BACKGROUND:Vietnam is a high tuberculosis (TB) and rifampicin-resistant TB (RR-TB) burden country. Different new RR-TB regimens were recommended in recent years. Locally generated evidence about nationwide implementation of different RR-TB regimens is essential to inform national treatment guidelines.
METHODS:A retrospective cohort study of all RR-TB patients treated nationwide in Vietnam from 2021 to 2022. Short treatment regimens (STR) were 9-11-month standardized 7-drug regimens with either bedaquiline (BDQ_STR) or an injectable drug (inj_STR), and a modified 9-11-month 5-drug regimen (m_STR). Long regimens were 18-20-month regimens for fluoroquinolone-susceptible RR-TB (long RR-TB) or fluoroquinolone-resistant RR-TB (long pre-XDR-TB). With logistic regression we estimated predictors of unfavorable outcome.
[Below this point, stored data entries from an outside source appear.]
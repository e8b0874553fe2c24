#![allow(dead_code)]

pub mod camera_server;
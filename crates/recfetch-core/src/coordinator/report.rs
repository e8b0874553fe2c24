//! Per-run download report and aggregate outcome.

use std::path::PathBuf;
use std::sync::Arc;

use crate::fetcher::DownloadError;
use crate::recording::RecordingDescriptor;

/// A segment that reached its staging path.
#[derive(Debug, Clone)]
pub struct SegmentSuccess {
    /// Position in the chronologically sorted search result (tie-breaker for merge order).
    pub index: usize,
    pub descriptor: Arc<RecordingDescriptor>,
    pub path: PathBuf,
    pub bytes: u64,
    pub attempts: u32,
}

/// Aggregate outcome. The coordinator reports it; the caller decides what to do.
#[derive(Debug, Clone, Copy, PartialEq, Eq)]
pub enum DownloadOutcome {
    AllSucceeded,
    PartialSuccess { succeeded: usize, failed: usize },
    NoneSucceeded,
}

/// Everything the coordinator learned during one run.
///
/// `succeeded` and `failed` are in completion order, which carries no meaning.
#[derive(Debug, Default)]
pub struct DownloadReport {
    pub total: usize,
    pub succeeded: Vec<SegmentSuccess>,
    pub failed: Vec<DownloadError>,
    /// Segments never dispatched (cancellation) or lost to a worker panic.
    pub not_run: usize,
    pub cancelled: bool,
}

impl DownloadReport {
    pub(super) fn new(total: usize) -> Self {
        Self {
            total,
            ..Self::default()
        }
    }

    pub fn outcome(&self) -> DownloadOutcome {
        let succeeded = self.succeeded.len();
        let failed = self.total - succeeded;
        if succeeded == 0 {
            DownloadOutcome::NoneSucceeded
        } else if failed == 0 {
            DownloadOutcome::AllSucceeded
        } else {
            DownloadOutcome::PartialSuccess { succeeded, failed }
        }
    }

    pub fn bytes_downloaded(&self) -> u64 {
        self.succeeded.iter().map(|s| s.bytes).sum()
    }
}
//! Per-attempt segment transfer error, classified before it becomes a `DownloadError`.

use std::fmt;

/// Error returned by a single fetch attempt (curl failure, HTTP error, bad
/// payload, or storage failure).
#[derive(Debug)]
pub enum SegmentError {
    /// Curl reported an error (timeout, connection, etc.).
    Curl(curl::Error),
    /// HTTP response had a non-2xx status.
    Http(u32),
    /// Transfer ended before `Content-Length` bytes arrived (server closed early).
    PartialTransfer { expected: u64, received: u64 },
    /// Transfer succeeded but carried no bytes.
    Empty,
    /// Disk/storage write failed (e.g. disk full, permission denied). Not retried.
    Storage(std::io::Error),
    /// The pipeline was cancelled while this attempt was running or waiting.
    Cancelled,
}

impl fmt::Display for SegmentError {
    fn fmt(&self, f: &mut fmt::Formatter<'_>) -> fmt::Result {
        match self {
            SegmentError::Curl(e) => write!(f, "{}", e),
            SegmentError::Http(code) => write!(f, "HTTP {}", code),
            SegmentError::PartialTransfer { expected, received } => {
                write!(f, "partial transfer: expected {} bytes, got {}", expected, received)
            }
            SegmentError::Empty => write!(f, "empty payload"),
            SegmentError::Storage(e) => write!(f, "storage: {}", e),
            SegmentError::Cancelled => write!(f, "cancelled"),
        }
    }
}

impl std::error::Error for SegmentError {
    fn source(&self) -> Option<&(dyn std::error::Error + 'static)> {
        match self {
            SegmentError::Curl(e) => Some(e),
            SegmentError::Storage(e) => Some(e),
            SegmentError::Http(_)
            | SegmentError::PartialTransfer { .. }
            | SegmentError::Empty
            | SegmentError::Cancelled => None,
        }
    }
}
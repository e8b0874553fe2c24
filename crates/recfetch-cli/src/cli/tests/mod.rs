//! CLI parse tests.

use super::{Cli, CliCommand};
use clap::Parser;

pub(crate) fn parse(args: &[&str]) -> CliCommand {
    let cli = Cli::try_parse_from(args).unwrap();
    cli.command
}

fn parse_err(args: &[&str]) -> clap::Error {
    Cli::try_parse_from(args).unwrap_err()
}
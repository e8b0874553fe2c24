//! Per-segment download task and its retry state machine.
//!
//! ```text
//! Pending → InFlight → Succeeded
//!              │  ↑
//!              ↓  │
//!        RetryScheduled
//!              │
//!              ↓
//!            Failed
//! ```
//! `InFlight` may also go straight to `Failed` when the policy refuses a retry.

use std::path::{Path, PathBuf};
use std::sync::Arc;

use crate::recording::RecordingDescriptor;

#[derive(Debug, Clone, Copy, PartialEq, Eq)]
pub enum TaskState {
    Pending,
    InFlight,
    RetryScheduled,
    Succeeded,
    Failed,
}

impl TaskState {
    pub fn is_terminal(self) -> bool {
        matches!(self, TaskState::Succeeded | TaskState::Failed)
    }

    /// Whether `self → next` is a legal transition.
    pub fn can_advance_to(self, next: TaskState) -> bool {
        use TaskState::*;
        matches!(
            (self, next),
            (Pending, InFlight)
                | (Pending, Failed)
                | (InFlight, Succeeded)
                | (InFlight, RetryScheduled)
                | (InFlight, Failed)
                | (RetryScheduled, InFlight)
                | (RetryScheduled, Failed)
        )
    }
}

/// A descriptor bound to its staging path, attempt counter and state.
/// Owned by the coordinator; the descriptor itself is shared read-only.
#[derive(Debug)]
pub struct DownloadTask {
    index: usize,
    descriptor: Arc<RecordingDescriptor>,
    local_path: PathBuf,
    attempt: u32,
    state: TaskState,
}

impl DownloadTask {
    pub fn new(index: usize, descriptor: Arc<RecordingDescriptor>, local_path: PathBuf) -> Self {
        Self {
            index,
            descriptor,
            local_path,
            attempt: 0,
            state: TaskState::Pending,
        }
    }

    /// Position of the descriptor in the chronologically sorted search result.
    pub fn index(&self) -> usize {
        self.index
    }

    pub fn descriptor(&self) -> &Arc<RecordingDescriptor> {
        &self.descriptor
    }

    pub fn local_path(&self) -> &Path {
        &self.local_path
    }

    /// Attempts started so far (1-based once the first attempt begins).
    pub fn attempt(&self) -> u32 {
        self.attempt
    }

    pub fn state(&self) -> TaskState {
        self.state
    }

    /// Enter `InFlight`, counting a new attempt.
    pub(crate) fn begin_attempt(&mut self) {
        self.advance(TaskState::InFlight);
        self.attempt += 1;
    }

    pub(crate) fn schedule_retry(&mut self) {
        self.advance(TaskState::RetryScheduled);
    }

    pub(crate) fn succeed(&mut self) {
        self.advance(TaskState::Succeeded);
    }

    pub(crate) fn fail(&mut self) {
        self.advance(TaskState::Failed);
    }

    fn advance(&mut self, next: TaskState) {
        debug_assert!(
            self.state.can_advance_to(next),
            "illegal task transition {:?} -> {:?}",
            self.state,
            next
        );
        self.state = next;
    }
}
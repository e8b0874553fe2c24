//! CLI command handlers, one file per subcommand.

mod fetch;
mod search;

pub use fetch::run_fetch;
pub use search::run_search;

use anyhow::{Context, Result};
use recfetch_core::config::RecfetchConfig;
use recfetch_core::recording::TimeRange;
use recfetch_core::session::{CameraSession, Credentials};
use std::sync::Arc;

use super::credentials::resolve_password;
use super::CameraArgs;

/// Validate the range and open an authenticated session.
fn connect(cfg: &RecfetchConfig, camera: &CameraArgs) -> Result<(Arc<CameraSession>, TimeRange)> {
    let range = TimeRange::parse(&camera.start, &camera.end).context("invalid time range")?;
    let password = resolve_password(&camera.username)?;
    let session = CameraSession::new(
        &camera.host,
        Credentials::new(camera.username.clone(), password),
        cfg.session_timeouts(),
    )?;
    tracing::info!(camera = session.base_url(), channel = camera.channel, "connecting");
    Ok((Arc::new(session), range))
}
RESULTS:Of 4814 RR-TB patients, 71.2% had end-of-treatment success. Failure, death, lost-to-follow-up (LTFU) and not evaluated accounted for 3.6%, 7.8%, 13.3% and 4.2%, respectively. Long RR-TB regimen had significantly higher unfavorable outcomes as compared to BDQ_STR (aOR (95%CI) = 1.56 (1.32-1.84)). Among STR, inj_STR had the lowest success rate (71.8%) in comparison to BDQ_STR (76.2%) (aOR (95%CI) = 1.23 (1.04-1.45)). However, the LTFU rate is still high in both BDQ_STR and inj_STR. Treatment with inj_STR or long RR-TB regimen, re-treatment after LTFU, being male and over 50 years of age were predictors of unfavorable RR-TB treatment outcomes.
CONCLUSION:During the transition from injectable-containing to all-oral short regimens, nationwide data showed 71.2% RR-TB treatment success in Vietnam. The wider use of STRs and addressing LTFU may further improve outcomes. More robust and better managed long regimens are needed for those not eligible for any STR.